[Input for this task]
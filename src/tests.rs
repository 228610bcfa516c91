use std::io::Cursor;

use crate::error::HcError;
use crate::huffman_coding::code_table::CodeTable;
use crate::huffman_coding::huffman::build_tree;
use crate::tools::freq_count::FreqTable;
use crate::{compress, compress_bytes, decompress_bytes, decompress_with, Backend, CodecOpts};

const SHORT_DATA: &[u8] = b"Hello, World!";
const REPEATING_DATA: &[u8] =
    b"a baba da babble da dabble babble doo bee babble dabble dooble dee boo dooble daddle boo";
const EMPTY_DATA: &[u8] = &[];

/// Small xorshift64 so test data is repeatable without a seed file.
struct XorShift(u64);

impl XorShift {
    fn next(&mut self) -> u64 {
        let mut x = self.0;
        x ^= x << 13;
        x ^= x >> 7;
        x ^= x << 17;
        self.0 = x;
        x
    }

    /// Bytes with a skewed distribution: mostly a handful of values, some noise.
    fn skewed(&mut self, len: usize) -> Vec<u8> {
        (0..len)
            .map(|_| {
                let r = self.next();
                if r % 4 == 0 {
                    (r >> 8) as u8
                } else {
                    b"etaoin"[(r >> 16) as usize % 6]
                }
            })
            .collect()
    }
}

fn test_cases() -> Vec<(Vec<u8>, &'static str)> {
    let mut rng = XorShift(0xdead_cafe);
    vec![
        (REPEATING_DATA.to_vec(), "repeating data"),
        (SHORT_DATA.to_vec(), "short data"),
        (EMPTY_DATA.to_vec(), "empty data"),
        (vec![0x5a], "single byte"),
        (rng.skewed(5000), "skewed data"),
        ((0..=255).collect(), "every byte"),
    ]
}

fn table_for(data: &[u8], width: usize, backend: Backend) -> (FreqTable, CodeTable) {
    let mut freqs = FreqTable::new(width, backend).unwrap();
    freqs.count_bytes(data);
    let root = build_tree(freqs.weights()).unwrap();
    let table = CodeTable::from_tree(&root, width, backend).unwrap();
    (freqs, table)
}

#[test]
fn roundtrip_test() {
    for (data, name) in test_cases() {
        for width in 1..=8 {
            let packed = compress_bytes(&data, &CodecOpts::new(width)).unwrap();
            let back = decompress_bytes(&packed).unwrap();
            assert_eq!(back, data, "{} failed at width {}", name, width);
        }
    }
}

#[test]
fn backends_agree_test() {
    for (data, name) in test_cases() {
        for width in 1..=2 {
            let dense = CodecOpts::new(width).with_backend(Backend::Dense);
            let sparse = CodecOpts::new(width).with_backend(Backend::Sparse);
            let a = compress_bytes(&data, &dense).unwrap();
            let b = compress_bytes(&data, &sparse).unwrap();
            assert_eq!(a, b, "{} differs between backends at width {}", name, width);

            let mut out = Vec::new();
            decompress_with(&mut &b[..], &mut out, Backend::Sparse).unwrap();
            assert_eq!(out, data);
        }
    }
}

#[test]
fn chunk_size_independence_test() {
    let data = XorShift(42).skewed(3001);
    for width in [1, 3, 5] {
        let baseline = compress_bytes(&data, &CodecOpts::new(width)).unwrap();
        let header_len = u32::from_be_bytes([baseline[0], baseline[1], baseline[2], baseline[3]]);
        for chunk_size in [1, 7, 64, 1000] {
            let opts = CodecOpts::new(width).with_chunk_size(chunk_size);
            let packed = compress_bytes(&data, &opts).unwrap();
            // Same counts, same table, same header.
            assert_eq!(
                &packed[..header_len as usize],
                &baseline[..header_len as usize]
            );
            assert_eq!(decompress_bytes(&packed).unwrap(), data);
        }
    }
}

#[test]
fn deterministic_test() {
    let data = XorShift(7).skewed(2000);
    let opts = CodecOpts::new(2);
    assert_eq!(
        compress_bytes(&data, &opts).unwrap(),
        compress_bytes(&data, &opts).unwrap()
    );
}

#[test]
fn degenerate_alphabet_test() {
    let data = vec![0xee_u8; 10_000];
    let mut out = Vec::new();
    let stats = compress(&mut Cursor::new(&data), &mut out, &CodecOpts::new(1)).unwrap();
    assert_eq!(stats.distinct_symbols, 1);
    assert_eq!(stats.longest_code, 1);
    // One bit per symbol.
    assert_eq!(stats.compressed_bytes, stats.header_bytes + 8 + 10_000 / 8);
    assert_eq!(decompress_bytes(&out).unwrap(), data);
}

#[test]
fn scenario_a_test() {
    let data = [0x41, 0x42, 0x41, 0x41];
    let (_, table) = table_for(&data, 1, Backend::Auto);
    assert_eq!(table.len(), 2);
    assert_eq!(table.encode(b"A").unwrap().len(), 1);
    assert_eq!(table.encode(b"B").unwrap().len(), 1);
    assert_eq!(
        decompress_bytes(&compress_bytes(&data, &CodecOpts::new(1)).unwrap()).unwrap(),
        data
    );
}

#[test]
fn scenario_b_test() {
    let data = [0x01, 0x02, 0x03];
    let (freqs, table) = table_for(&data, 2, Backend::Auto);
    assert_eq!(freqs.symbols(), vec![vec![0x01, 0x02], vec![0x03, 0x00]]);
    assert_eq!(table.len(), 2);

    let packed = compress_bytes(&data, &CodecOpts::new(2)).unwrap();
    let back = decompress_bytes(&packed).unwrap();
    assert_eq!(back, data);
}

#[test]
fn prefix_free_test() {
    let data = XorShift(99).skewed(4000);
    for width in [1, 2, 3] {
        let (_, table) = table_for(&data, width, Backend::Auto);
        let entries = table.entries();
        for (i, (a, _)) in entries.iter().enumerate() {
            for (j, (b, _)) in entries.iter().enumerate() {
                if i != j {
                    assert!(!a.is_prefix_of(b), "{} is a prefix of {}", a, b);
                }
            }
        }
    }
}

#[test]
fn optimality_test() {
    let data = XorShift(1234).skewed(6000);
    for width in [1, 2] {
        let (freqs, table) = table_for(&data, width, Backend::Auto);

        // A full binary tree: Kraft sum is exactly one.
        let max = table.max_len();
        let kraft: u64 = table
            .entries()
            .iter()
            .map(|(code, _)| 1_u64 << (max - code.len()))
            .sum();
        assert_eq!(kraft, 1_u64 << max);

        // Never worse than a fixed length code over the same alphabet.
        let fixed_len = 64 - (table.len() as u64 - 1).leading_zeros() as u64;
        let coded = table.weighted_length(&freqs);
        assert!(coded <= freqs.total() * fixed_len);

        // Never better than the entropy.
        let total = freqs.total() as f64;
        let entropy: f64 = freqs
            .weights()
            .iter()
            .map(|(_, w)| *w as f64 * (total / *w as f64).log2())
            .sum();
        assert!(coded as f64 + 1e-6 >= entropy);
        assert!((coded as f64) < entropy + total);
    }
}

#[test]
fn deep_tree_test() {
    // Fibonacci weights give a chain: k symbols need a code of k - 1 bits.
    let fib = |k: usize| {
        let mut w = vec![1_u64, 1];
        while w.len() < k {
            w.push(w[w.len() - 1] + w[w.len() - 2]);
        }
        w.into_iter()
            .enumerate()
            .map(|(i, w)| (vec![i as u8], w))
            .collect::<Vec<_>>()
    };

    let root = build_tree(fib(57)).unwrap();
    let table = CodeTable::from_tree(&root, 1, Backend::Auto).unwrap();
    assert_eq!(table.max_len(), 56);

    let root = build_tree(fib(58)).unwrap();
    assert!(matches!(
        CodeTable::from_tree(&root, 1, Backend::Auto),
        Err(HcError::Capacity(_))
    ));
}

#[test]
fn corrupt_stream_test() {
    let data = XorShift(5).skewed(500);
    let packed = compress_bytes(&data, &CodecOpts::new(2)).unwrap();
    // Every strict prefix past the header is short at least one block byte.
    for cut in (packed.len() - 20)..packed.len() {
        assert!(decompress_bytes(&packed[..cut]).is_err());
    }
    let mut bad = packed.clone();
    bad[0] = 0xff;
    assert!(matches!(decompress_bytes(&bad), Err(HcError::Format(_))));
}
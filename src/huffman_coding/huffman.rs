use log::{debug, trace};

use std::cmp::Ordering;
use std::collections::BinaryHeap;

/// A huffman tree node. The tree only lives long enough to hand out codes.
#[derive(Eq, PartialEq, Debug, Clone)]
pub enum Node {
    Leaf { symbol: Vec<u8>, weight: u64 },
    Internal { left: Box<Node>, right: Box<Node>, weight: u64 },
}

impl Node {
    pub fn weight(&self) -> u64 {
        match self {
            Node::Leaf { weight, .. } | Node::Internal { weight, .. } => *weight,
        }
    }

    /// Join two nodes. `left` gets bit 0.
    pub fn merge(left: Node, right: Node) -> Node {
        Node::Internal {
            weight: left.weight() + right.weight(),
            left: Box::new(left),
            right: Box::new(right),
        }
    }

    /// Depth of the deepest leaf below this node.
    pub fn depth(&self) -> usize {
        match self {
            Node::Leaf { .. } => 0,
            Node::Internal { left, right, .. } => 1 + left.depth().max(right.depth()),
        }
    }
}

/// A node waiting in the merge queue. `seq` fixes the order among equal weights: leaves are
/// numbered in the order given, merged nodes after them in the order they are made.
#[derive(Debug)]
struct Queued {
    weight: u64,
    seq: usize,
    node: Node,
}

impl PartialEq for Queued {
    fn eq(&self, other: &Self) -> bool {
        self.weight == other.weight && self.seq == other.seq
    }
}
impl Eq for Queued {}

impl PartialOrd for Queued {
    fn partial_cmp(&self, other: &Self) -> Option<Ordering> {
        Some(self.cmp(other))
    }
}

impl Ord for Queued {
    /// Reversed so the std max-heap pops the lightest (then oldest) node first.
    fn cmp(&self, other: &Self) -> Ordering {
        other
            .weight
            .cmp(&self.weight)
            .then_with(|| other.seq.cmp(&self.seq))
    }
}

/// Build a huffman tree from (symbol, weight) pairs. Zero weights are skipped.
///
/// Ties are broken by position: pass the pairs in ascending symbol order (as the frequency
/// table hands them out) and the tree, and so the header, is the same on every run.
/// Returns None when there is nothing to code.
pub fn build_tree(weights: Vec<(Vec<u8>, u64)>) -> Option<Node> {
    let mut heap: BinaryHeap<Queued> = weights
        .into_iter()
        .filter(|(_, weight)| *weight > 0)
        .enumerate()
        .map(|(seq, (symbol, weight))| Queued {
            weight,
            seq,
            node: Node::Leaf { symbol, weight },
        })
        .collect();
    let leaves = heap.len();
    let mut seq = leaves;

    // Pull off the two lightest nodes and push back their parent until one remains.
    while heap.len() > 1 {
        let left = heap.pop()?.node;
        let right = heap.pop()?.node;
        let node = Node::merge(left, right);
        trace!("Merged node {} with weight {}.", seq, node.weight());
        heap.push(Queued {
            weight: node.weight(),
            seq,
            node,
        });
        seq += 1;
    }

    let root = heap.pop()?.node;
    debug!(
        "Built huffman tree over {} symbols, weight {}, depth {}.",
        leaves,
        root.weight(),
        root.depth()
    );
    Some(root)
}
[/Input for this task]
*Goal of the exercise*. Collect, from the material above, every line containing the word "dense".

*Final answer*.
            let dense = CodecOpts::new(width).with_backend(Backend::Dense);
            let a = compress_bytes(&data, &dense).unwrap();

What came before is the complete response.